当科は、JNBSGでの中間リスク群の主任研究者を務めています。
高リスク腫瘍
この腫瘍群には、MYCN増幅例と年長児のMYCN非増幅の病期4症例が含まれます。治療は、手術とともに高用量の化学療法を行います。米国では大規模な比較試験が行われ、大量化学療法に自家骨髄移植を施行した群では、3クールの地固め療法のみを施行した群よりも有意に生存率が高く、大量化学療法の有効性が明らかとされました。
我が国の進行神経芽腫例に対する治療法は、強力な化学療法(サイクロフォスファミド、ビンクリスチン、ピラルビシン、シスプラチン)による寛解導入療法を行い、原発巣および遠隔転移巣の縮小を図った後に、二期手術による原発巣の切除を行うものです。その後は中等量の維持化学療法を継続するか、自家造血幹細胞移植を併用した超大量化学療法のいずれかを行います。近年、計画的な多回の自家造血幹細胞移植も、積極的に導入されています。超大量化学療法の薬剤としては、メルファラン、エトポシド、カルボプラチンの組み合わせによるHiMECレジメンや、ブスルファンとメルファランの組み合わせが主流です。さらに、骨転移や原発巣に対する放射線治療を併用します。
チーム医療とトータルケア
神経芽腫の患者さんが完治するためには、最小限の副作用で治療間隔を空けない化学療法と、適切な時期に最小な侵襲で手術療法が行われる必要があります。そのためには小児科医、小児外科医、放射線科医、看護師、薬剤師、栄養士などが連携することが必須であり、カンファレンスを行い治療計画が立てられます。さらに現在は、神経芽腫の患者さんを治すだけでなく、いかに生活の質(QOL)を保ち、副作用なく心身ともに健全な状態で社会に送り出すかが問われる時代となってきました。両親や精神科医、臨床心理士、病棟保育士、院内学級の教師を含めた連携は、患児の入院生活を支え、退院後の社会生活を潤滑に進める上で非常に重要です。
新たな取り組み
神経芽腫の強力な予後不良因子として、MYCN遺伝子の増幅、11番染色体長腕欠失(11q LOH)の有無が重要です。神経芽腫は悪性度の高い腫瘍から自然退縮する予後良好腫瘍まで様々であり、これらの予後因子が治療指針に用いられています。しかしながら小児という特性から、迅速かつ非侵襲的に予後因子を評価する方法を確立することが切望されています。さらに、自然退縮する腫瘍については、抗がん剤や手術を行わない無治療経過観察が選択肢となりますが、その腫瘍の選別は臨床的には極めて困難です。

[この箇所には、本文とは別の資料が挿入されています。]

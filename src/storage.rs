use std::fs::{self, File};
use std::io::Write;
use std::path::{Path, PathBuf};
use std::sync::Mutex;
use thiserror::Error;

use crate::types::{Submission, SubmissionStatus};

pub const STORE_FILE_NAME: &str = "submissions.json";

#[derive(Error, Debug)]
pub enum StorageError {
    #[error("I/O error: {0}")]
    Io(#[from] std::io::Error),
    #[error("JSON error: {0}")]
    Json(#[from] serde_json::Error),
    #[error("Submission not found: {0}")]
    SubmissionNotFound(String),
}

/// Whole-collection access to stored submissions.
///
/// Every write replaces the full collection; there is no field-level
/// patching and no coordination between writers, so the last save wins.
pub trait SubmissionRepository {
    /// All stored submissions. A store that was never written is empty.
    fn load(&self) -> Result<Vec<Submission>, StorageError>;

    fn save(&self, submissions: &[Submission]) -> Result<(), StorageError>;

    fn insert(&self, submission: Submission) -> Result<Vec<Submission>, StorageError> {
        let mut all = self.load()?;
        all.push(submission);
        self.save(&all)?;
        Ok(all)
    }

    fn upsert_status(
        &self,
        id: &str,
        status: SubmissionStatus,
    ) -> Result<Vec<Submission>, StorageError> {
        let mut all = self.load()?;
        let entry = all
            .iter_mut()
            .find(|s| s.id == id)
            .ok_or_else(|| StorageError::SubmissionNotFound(id.to_string()))?;
        entry.status = status;
        self.save(&all)?;
        Ok(all)
    }

    fn delete(&self, id: &str) -> Result<Vec<Submission>, StorageError> {
        let mut all = self.load()?;
        let before = all.len();
        all.retain(|s| s.id != id);
        if all.len() == before {
            return Err(StorageError::SubmissionNotFound(id.to_string()));
        }
        self.save(&all)?;
        Ok(all)
    }
}

/// Submissions kept as one JSON array in a single file.
pub struct JsonFileRepository {
    storage_path: PathBuf,
}

impl JsonFileRepository {
    pub fn new(storage_path: impl Into<PathBuf>) -> Self {
        Self {
            storage_path: storage_path.into(),
        }
    }

    /// `<data dir>/<app>/submissions.json`, if the platform has a data dir.
    pub fn default_path() -> Option<PathBuf> {
        dirs::data_dir().map(|dir| dir.join(crate::metadata::DATA_DIR_NAME).join(STORE_FILE_NAME))
    }

    pub fn path(&self) -> &Path {
        &self.storage_path
    }
}

impl SubmissionRepository for JsonFileRepository {
    fn load(&self) -> Result<Vec<Submission>, StorageError> {
        if !self.storage_path.exists() {
            tracing::debug!(path = %self.storage_path.display(), "no submission store yet");
            return Ok(Vec::new());
        }
        let contents = fs::read_to_string(&self.storage_path)?;
        if contents.trim().is_empty() {
            return Ok(Vec::new());
        }
        Ok(serde_json::from_str(&contents)?)
    }

    /// Write through a temporary file and an atomic rename so a crash never
    /// leaves a half-written store behind.
    fn save(&self, submissions: &[Submission]) -> Result<(), StorageError> {
        if let Some(parent) = self.storage_path.parent() {
            fs::create_dir_all(parent)?;
        }

        let temp = self.storage_path.with_extension("tmp");
        let mut f = File::create(&temp)?;
        let content = serde_json::to_string_pretty(submissions)?;
        f.write_all(content.as_bytes())?;
        f.sync_all()?;
        fs::rename(temp, &self.storage_path)?;
        tracing::debug!(
            path = %self.storage_path.display(),
            count = submissions.len(),
            "saved submissions"
        );
        Ok(())
    }
}

/// In-process store, handy for dry runs and tests.
#[derive(Default)]
pub struct MemoryRepository {
    data: Mutex<Vec<Submission>>,
}

impl MemoryRepository {
    pub fn with_submissions(submissions: Vec<Submission>) -> Self {
        Self {
            data: Mutex::new(submissions),
        }
    }
}

impl SubmissionRepository for MemoryRepository {
    fn load(&self) -> Result<Vec<Submission>, StorageError> {
        Ok(self.data.lock().unwrap_or_else(|e| e.into_inner()).clone())
    }

    fn save(&self, submissions: &[Submission]) -> Result<(), StorageError> {
        *self.data.lock().unwrap_or_else(|e| e.into_inner()) = submissions.to_vec();
        Ok(())
    }
}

当科では、神経芽腫患者さんの血清および腫瘍から抽出したDNAを用いた、①Real-Time PCR法によるMYCN遺伝子増幅診断法、②マイクロサテライト領域をターゲットにしたフラグメント解析による11q LOH(11番染色体長腕の部分的な欠失)の診断法、の実用化を目指して取り組んできました。この血液を用いた診断方法の確立によって、手術なしで腫瘍の性質が判明し、その後の治療効果の確認や再発の有無の確認にも利用できます。